**Assignment**
A complete answer lists every line of the entries below where the string "Ordering" appears.

Saved entries:
● ● ● ● ● ● ●

impl BufferPoolManager {
    /// Create a new buffer pool manager.
    ///
    /// # Panics
    /// Panics if `pool_size` is 0.
    pub fn new(pool_size: usize, disk_manager: DiskManager) -> Self {
        Self::with_log_manager(pool_size, disk_manager, None)
    }

    /// Create a buffer pool manager with a write-ahead-log barrier.
    ///
    /// # Panics
    /// Panics if `pool_size` is 0.
    pub fn with_log_manager(
        pool_size: usize,
        disk_manager: DiskManager,
        log_manager: Option<Arc<LogManager>>,
    ) -> Self {
        assert!(pool_size > 0, "pool_size must be > 0");

        // Allocate all frames upfront; they all start free
        let frames: Vec<Frame> = (0..pool_size).map(|_| Frame::new()).collect();
        let free_list: VecDeque<FrameId> = (0..pool_size).map(FrameId::new).collect();

        debug!(pool_size, "buffer pool initialized");

        Self {
            latch: Mutex::new(PoolState {
                frames,
                free_list,
                disk: disk_manager,
            }),
            page_table: ExtendibleHashTable::new(DEFAULT_BUCKET_SIZE),
            replacer: LruReplacer::new(),
            log_manager,
            stats: BufferPoolStats::new(),
            pool_size,
        }
    }

    // ========================================================================
    // Public API: Fetch and unpin
    // ========================================================================

    /// Fetch a page, pinning its frame.
    ///
    /// If the page is already resident this is a cache hit. Otherwise a
    /// frame is taken from the free list or evicted from the replacer
    /// (writing it back first if dirty) and the page is read from disk.
    ///
    /// Returns `Ok(None)` when the page is not resident and every frame
    /// is pinned - the pool is exhausted. On success exactly one resident
    /// frame holds this page with `pin_count >= 1`.
    ///
    /// # Errors
    /// Disk failures from the read or from a victim's write-back.
    pub fn fetch_page(&self, page_id: PageId) -> Result<Option<PageRef>> {
        let mut state = self.latch.lock();

        if let Some(frame_id) = self.page_table.find(&page_id) {
            let frame = &mut state.frames[frame_id.0];
            frame.pin();
            let data = frame.data();

            // A frame pinned again is no longer an eviction candidate
            self.replacer.erase(&frame_id);
            self.stats.cache_hits.fetch_add(1, Ordering::Relaxed);

            return Ok(Some(PageRef::new(page_id, frame_id, data)));
        }

        self.stats.cache_misses.fetch_add(1, Ordering::Relaxed);

        let frame_id = match self.select_victim_frame(&mut state)? {
            Some(fid) => fid,
            None => return Ok(None),
        };

        let data = state.frames[frame_id.0].data();
        let read_result = {
            let mut page = data.write();
            state.disk.read_page(page_id, &mut page)
        };
        if let Err(e) = read_result {
            // The victim is already detached from its old page; park the
            // frame on the free list rather than losing it.
            state.free_list.push_back(frame_id);
            return Err(e);
        }

        let frame = &mut state.frames[frame_id.0];
        frame.set_page_id(page_id);
        frame.pin();
        self.page_table.insert(page_id, frame_id);
        self.stats.pages_read.fetch_add(1, Ordering::Relaxed);

        Ok(Some(PageRef::new(page_id, frame_id, data)))
    }

    /// Unpin a page, optionally reporting it modified.
    ///
    /// Returns false if the page is not resident or its pin count is
    /// already zero; no state changes in that case. When the pin count
    /// drops to zero the frame becomes an eviction candidate.
    ///
    /// The dirty flag is monotone between loads and write-backs:
    /// `is_dirty = false` never clears a flag set by an earlier unpin.
    pub fn unpin_page(&self, page_id: PageId, is_dirty: bool) -> bool {
        let mut state = self.latch.lock();

        let frame_id = match self.page_table.find(&page_id) {
            Some(fid) => fid,
            None => return false,
        };

        let frame = &mut state.frames[frame_id.0];
        if frame.pin_count() == 0 {
            return false;
        }

        if frame.unpin() == 0 {
            self.replacer.insert(frame_id);
        }
        if is_dirty {
            frame.mark_dirty();
        }
        true
    }

    // ========================================================================
    // Public API: Create and delete pages
    // ========================================================================

    /// Allocate a new page on disk and pin it in a frame.
    ///
    /// The frame is claimed *before* the disk allocation, so an exhausted
    /// pool (`Ok(None)`) allocates nothing. The new page's buffer is
    /// zeroed and its pin count starts at 1.
    ///
    /// # Errors
    /// Disk failures from the allocation or from a victim's write-back.
    pub fn new_page(&self) -> Result<Option<PageRef>> {
        let mut state = self.latch.lock();

        let frame_id = match self.select_victim_frame(&mut state)? {
            Some(fid) => fid,
            None => return Ok(None),
        };

        let page_id = match state.disk.allocate_page() {
            Ok(pid) => pid,
            Err(e) => {
                state.free_list.push_back(frame_id);
                return Err(e);
            }
        };

        let data = state.frames[frame_id.0].data();
        data.write().reset();

        let frame = &mut state.frames[frame_id.0];
        frame.set_page_id(page_id);
        frame.pin();
        self.page_table.insert(page_id, frame_id);

        trace!(page_id = %page_id, frame_id = %frame_id, "allocated new page");

        Ok(Some(PageRef::new(page_id, frame_id, data)))
    }

    /// Delete a resident page and release its identifier.
    ///
    /// Returns `Ok(false)` if the page is not resident, or if it is
    /// pinned (in which case nothing changes). On success the frame is
    /// reset and returned to the free list, the identifier is handed back
    /// to the disk manager, and the result is `Ok(true)`.
    pub fn delete_page(&self, page_id: PageId) -> Result<bool> {
        let mut state = self.latch.lock();

        let frame_id = match self.page_table.find(&page_id) {
            Some(fid) => fid,
            None => return Ok(false),
        };

        if state.frames[frame_id.0].is_pinned() {
            return Ok(false);
        }

        self.page_table.remove(&page_id);
        self.replacer.erase(&frame_id);
        state.frames[frame_id.0].reset();
        state.disk.deallocate_page(page_id)?;
        state.free_list.push_back(frame_id);

        trace!(page_id = %page_id, frame_id = %frame_id, "deleted page");

        Ok(true)
    }

    // ========================================================================
    // Public API: Flush pages
    // ========================================================================

    /// Write a resident page to disk and clear its dirty flag.
    ///
    /// Returns `Ok(false)` for [`PageId::INVALID`] or a non-resident
    /// page. The write is unconditional and the page may be pinned; two
    /// successive flushes with no intervening modification write
    /// identical bytes.
    ///
    /// # Errors
    /// Disk failures from the write.
    pub fn flush_page(&self, page_id: PageId) -> Result<bool> {
        let mut state = self.latch.lock();

        if !page_id.is_valid() {
            return Ok(false);
        }
        let frame_id = match self.page_table.find(&page_id) {
            Some(fid) => fid,
            None => return Ok(false),
        };

        self.flush_frame(&mut state, frame_id, page_id)?;
        Ok(true)
    }

    /// Flush every resident page to disk.
    ///
    /// # Errors
    /// Disk failures from the writes; flushing stops at the first.
    pub fn flush_all_pages(&self) -> Result<()> {
        let mut state = self.latch.lock();

        let resident: Vec<(FrameId, PageId)> = state
            .frames
            .iter()
            .enumerate()
            .filter(|(_, frame)| !frame.is_free())
            .map(|(i, frame)| (FrameId::new(i), frame.page_id()))
            .collect();

        debug!(pages = resident.len(), "flushing all resident pages");

        for (frame_id, page_id) in resident {
            self.flush_frame(&mut state, frame_id, page_id)?;
        }
        Ok(())
    }

    // ========================================================================
    // Public API: Introspection
    // ========================================================================

    /// Get buffer pool statistics.
    pub fn stats(&self) -> &BufferPoolStats {
        &self.stats
    }

    /// Get the pool size.
    pub fn pool_size(&self) -> usize {
        self.pool_size
    }

    /// Get the number of free frames.
    pub fn free_frame_count(&self) -> usize {
        self.latch.lock().free_list.len()
    }

    /// Get the number of unpinned resident frames (eviction candidates).
    pub fn replacer_size(&self) -> usize {
        self.replacer.size()
    }

    /// Get the number of pinned frames.
    pub fn pinned_frame_count(&self) -> usize {
        self.latch
            .lock()
            .frames
            .iter()
            .filter(|frame| frame.is_pinned())
            .count()
    }

    /// Get the number of pages resident in the buffer pool.
    pub fn page_count(&self) -> usize {
        self.page_table.len()
    }

    /// Check whether a page is resident.
    pub fn contains_page(&self, page_id: PageId) -> bool {
        self.page_table.find(&page_id).is_some()
    }

    /// Get the pin count of a resident page, or None if not resident.
    pub fn get_pin_count(&self, page_id: PageId) -> Option<u32> {
        let state = self.latch.lock();
        self.page_table
            .find(&page_id)
            .map(|frame_id| state.frames[frame_id.0].pin_count())
    }

    // ========================================================================
    // Internal: Victim selection and write-back
    // ========================================================================

    /// Claim a frame for a new occupant: the free list first, then the
    /// replacer. Returns `Ok(None)` when both are empty.
    ///
    /// An evicted victim is written back first when dirty (behind the WAL
    /// barrier) and its old mapping is removed. If the write-back fails
    /// the victim goes back into the replacer still dirty and still
    /// mapped - a dirty frame is never reused until its write succeeds.
    fn select_victim_frame(&self, state: &mut PoolState) -> Result<Option<FrameId>> {
        if let Some(frame_id) = state.free_list.pop_front() {
            return Ok(Some(frame_id));
        }

        let frame_id = match self.replacer.victim() {
            Some(fid) => fid,
            None => return Ok(None),
        };

        let old_page_id = state.frames[frame_id.0].page_id();

        if state.frames[frame_id.0].is_dirty() {
            // WAL rule: log records describing this page must be durable
            // before the page overwrites its disk copy
            if let Some(log) = &self.log_manager {
                log.flush();
            }

            let data = state.frames[frame_id.0].data();
            let write_result = {
                let page = data.read();
                state.disk.write_page(old_page_id, &page)
            };
            if let Err(e) = write_result {
                self.replacer.insert(frame_id);
                return Err(e);
            }

            state.frames[frame_id.0].clear_dirty();
            self.stats.pages_written.fetch_add(1, Ordering::Relaxed);
        }

        self.page_table.remove(&old_page_id);
        state.frames[frame_id.0].set_page_id(PageId::INVALID);
        self.stats.evictions.fetch_add(1, Ordering::Relaxed);

        trace!(page_id = %old_page_id, frame_id = %frame_id, "evicted page");

        Ok(Some(frame_id))
    }

    /// Write a resident frame to disk unconditionally and clear its
    /// dirty flag.
    fn flush_frame(&self, state: &mut PoolState, frame_id: FrameId, page_id: PageId) -> Result<()> {
        let data = state.frames[frame_id.0].data();
        {
            let page = data.read();
            state.disk.write_page(page_id, &page)?;
        }
        state.frames[frame_id.0].clear_dirty();
        self.stats.pages_written.fetch_add(1, Ordering::Relaxed);
        Ok(())
    }
}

● ● ● ● ● ● ●

**Reply to the exercise**
            self.stats.cache_hits.fetch_add(1, Ordering::Relaxed);
        self.stats.cache_misses.fetch_add(1, Ordering::Relaxed);
        self.stats.pages_read.fetch_add(1, Ordering::Relaxed);
            self.stats.pages_written.fetch_add(1, Ordering::Relaxed);
        self.stats.evictions.fetch_add(1, Ordering::Relaxed);
        self.stats.pages_written.fetch_add(1, Ordering::Relaxed);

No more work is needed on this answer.